Same thing which I have always been wondering Ziggy. From my conversations with other 1st/2nd year analysts, most of them are focused on churning out the pitch books, while associates are the ones creating and running the valuation models.

Anyone inputs would be much appreciated.

 

So what kind of valuation models do associates use?

I'm just trying to understand that first year analysts and then associates are putting in 80 or 90 hours week, but what are they actually doing? My elder brother is in S&T at a second tier I-Bank. He puts in on avg. 50 to 60 hours a week.

However, he tells me I-Bankers ( the one I call true I-Bankers are the M&A and equity/debt underwriters) put in at least 80 hours a week. I just want to know doing what?

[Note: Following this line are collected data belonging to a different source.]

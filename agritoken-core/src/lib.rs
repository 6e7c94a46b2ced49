pub mod error;
pub mod farm;
pub mod holding;
pub mod id;
pub mod locks;
pub mod normalize;
pub mod payout;

// Re-export the main types for convenience
pub use error::PlatformError;
pub use farm::{FarmRecord, FarmStatus};
pub use holding::Holding;
pub use id::{AssetRef, FarmId, HoldingId, TxRef};
pub use locks::FarmLockRegistry;
pub use normalize::{normalize, NormalizedRecord, RawRecord};
pub use payout::{allocate, PayoutReport, PayoutShare};
//! AgriToken farm tokenization platform
//!
//! This crate re-exports all the components of the platform.

pub use agritoken_core::*;
pub use agritoken_runtime::*;
pub use agritoken_storage::*;
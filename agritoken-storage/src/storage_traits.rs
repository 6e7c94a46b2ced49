use agritoken_core::error::PlatformError;
use agritoken_core::farm::FarmRecord;
use agritoken_core::holding::Holding;
use agritoken_core::id::FarmId;

/// Durable keyed storage for farm records.
///
/// The farm store exclusively owns `FarmRecord`; callers mutate a loaded
/// copy and `save` it back. Serialization of concurrent writers for one
/// farm is the caller's responsibility (the runtime's per-farm scope).
pub trait FarmStore: Send + Sync {
    /// Load one farm record by id.
    fn load(&self, farm_id: &FarmId) -> Result<Option<FarmRecord>, PlatformError>;

    /// Insert or replace one farm record durably.
    fn save(&self, farm: &FarmRecord) -> Result<(), PlatformError>;

    /// Remove one farm record. Returns false if it did not exist. This is
    /// the explicit terminal operation; nothing else deletes records.
    fn delete(&self, farm_id: &FarmId) -> Result<bool, PlatformError>;

    /// All farm records, in insertion order.
    fn list(&self) -> Result<Vec<FarmRecord>, PlatformError>;
}

/// Durable storage for holdings, grouped per farm.
pub trait HoldingsStore: Send + Sync {
    /// All holdings for one farm, in insertion order. The ordering is
    /// load-bearing: it is the tie-break for payout residual assignment.
    fn load(&self, farm_id: &FarmId) -> Result<Vec<Holding>, PlatformError>;

    /// Atomically replace the full holding set for one farm. Either every
    /// record in `holdings` is durable afterwards or none is.
    fn save_all(&self, farm_id: &FarmId, holdings: &[Holding]) -> Result<(), PlatformError>;

    /// All holdings across all farms, in insertion order.
    fn load_all(&self) -> Result<Vec<Holding>, PlatformError>;
}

If anything, the quantative models used by S&T are quite complicated. Also, from what I know, a lot of I-Bankers have been history majors (point being that the work requires more dedication instead of technical/quantative skills).

So what are those 80 hous spent doing?

 
Best Response

Everyone from the VP-down is responsible for the pitch book... so as an analyst, you've got changes to be heard from your associate, your VP, and when you think you have a finished product, the MD (who may or may not tear your work apart). In banking, when there is time between now and the client meeting, this creates multiple iterations and revs, meaning you'll constantly be doing market updates for charts, tweaking small nits, adjusting the model for assumptions, etc.

From a modeling standpoint, the VP usually has an idea for the model and passes it down to the associate, who breaks it down for the analyst to build. After the analyst builds it, a good associate will get into the model and sanity check everything to make sure it's working right and that they're thinking about the valuation / issue correctly. A bad associate will assume the monkey's work is fine to have the team discover an extreme error in the model several hours before the client meeting. Brilliant!

So to sum it up, the hours your working are mainly due to the fact that you have so many iterations and nits in a book that you have to fix, and so many people to hear changes from. A lot of the hours stack up because it takes a while to hear back from people, so you gotta sit at your desk waiting to find out what it is you need to do. When things are really busy, though, and deal flow is good, you won't have that problem... you'll probably just switch gears and work on another project with another neurotic VP breathing down your neck. Fun stuff!

 

Thanks FreeCashFool,

I appreciate the feedback. That clears up a lot for me.

Since its mostly assignment based work, on average how many projects/assignments is an analyst working on. 2, 3 or more. (So that way, while an analyst is waiting to hear from his/her colleagues on one assignment's work, they would be working on others and, thus, they are always busy.)

Is that correct?

 

yes, an analyst will always be on more than just a few teams. sometimes you'll be on a client service team that just never dies, and is as annoying as hell because it's not going to amount to anything but the client keeps wanting new valuations and crap... pure retardation

i'd say on average an analyst will be on 5-6 teams, but typically only 2-3 require full-throttle (if that). the bad days happen when you get demands from multiple assoc's/vp's... while you can manage expectations and have them duke it out between the two, you still have to get it done.

for what it's worth, i'm only familiar with one staffing model at one BB, so i don't know how things operate elsewhere.